Goals and applications

Miniaturization and cost are key factors in swarm robotics. These are the constraints in building large groups of robots; therefore the simplicity of the individual team member should be emphasized. This should motivate a swarm-intelligent approach to achieve meaningful behavior at swarm-level, instead of the individual level.
Much research has been directed at this goal of simplicity at the individual robot level. Being able to use actual hardware in research of Swarm Robotics rather than simulations allows researchers to encounter and resolve many more issues and broaden the scope of Swarm Research. Thus, development of simple robots for Swarm intelligence research is a very important aspect of the field. The goals include keeping the cost of individual robots low to allow scalability, making each member of the swarm less demanding of resources and more power/energy efficient.

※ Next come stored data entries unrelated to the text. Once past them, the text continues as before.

//! Headless GPU context.

use crate::error::{FrameError, FrameResult};
use tracing::info;

/// Device and queue owned by one frame renderer.
pub struct GpuContext {
    pub device: wgpu::Device,
    pub queue: wgpu::Queue,
}

impl GpuContext {
    /// Acquires an adapter able to render `width`x`height` offscreen.
    pub fn new(width: u32, height: u32) -> FrameResult<Self> {
        let instance = wgpu::Instance::new(&wgpu::InstanceDescriptor {
            backends: wgpu::Backends::all(),
            ..Default::default()
        });

        let adapter = pollster::block_on(instance.request_adapter(&wgpu::RequestAdapterOptions {
            power_preference: wgpu::PowerPreference::HighPerformance,
            compatible_surface: None,
            force_fallback_adapter: false,
        }))
        .map_err(|e| FrameError::ContextUnavailable(format!("no GPU adapter: {:?}", e)))?;

        let limits = wgpu::Limits::downlevel_defaults().using_resolution(adapter.limits());
        let max = limits.max_texture_dimension_2d;
        if width > max || height > max {
            return Err(FrameError::ContextUnavailable(format!(
                "{}x{} exceeds the adapter's maximum texture size {}",
                width, height, max
            )));
        }

        let (device, queue) = pollster::block_on(adapter.request_device(&wgpu::DeviceDescriptor {
            label: Some("Shaderframe Device"),
            required_features: wgpu::Features::empty(),
            required_limits: limits,
            memory_hints: wgpu::MemoryHints::Performance,
            ..Default::default()
        }))
        .map_err(|e| FrameError::ContextUnavailable(format!("device request failed: {}", e)))?;

        let adapter_info = adapter.get_info();
        info!(
            "Using GPU adapter {} ({:?})",
            adapter_info.name, adapter_info.backend
        );

        Ok(Self { device, queue })
    }
}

Compared with individual robots, a swarm can commonly decompose its given missions to their subtasks;[5] a swarm is more robust to partial swarm failure and is more flexible with regard to different missions.[6]

One such swarm system is the LIBOT Robotic System[7] that involves a low cost robot built for outdoor swarm robotics. The robots are also made with provisions for indoor use via Wi-Fi, since the GPS sensors provide poor communication inside buildings. Another such attempt is the micro robot (Colias),[8] built in the Computer Intelligence Lab at the University of Lincoln, UK. This micro robot is built on a 4 cm circular chassis and is low-cost and open platform for use in a variety of Swarm Robotics applications.

Applications

Potential applications for swarm robotics are many. They include tasks that demand miniaturization (nanorobotics, microbotics), like distributed sensing tasks in micromachinery or the human body. One of the most promising uses of swarm robotics is in search and rescue missions.[9] Swarms of robots of different sizes could be sent to places that rescue-workers cannot reach safely, to explore the unknown environment and solve complex mazes via onboard sensors.[9] On the other hand, swarm robotics can be suited to tasks that demand cheap designs, for instance mining or agricultural shepherding tasks.[10]

More controversially, swarms of military robots can form an autonomous army. U.S. Naval forces have tested a swarm of autonomous boats that can steer and take offensive actions by themselves. The boats are unmanned and can be fitted with any kind of kit to deter and destroy enemy vessels.[11]

During the Syrian Civil War, Russian forces in the region reported attacks on their main air force base in the country by swarms of fixed-wing drones loaded with explosives.[12]

Most efforts have focused on relatively small groups of machines. However, a swarm consisting of 1,024 individual robots was demonstrated by Harvard in 2014, the largest to date.[13]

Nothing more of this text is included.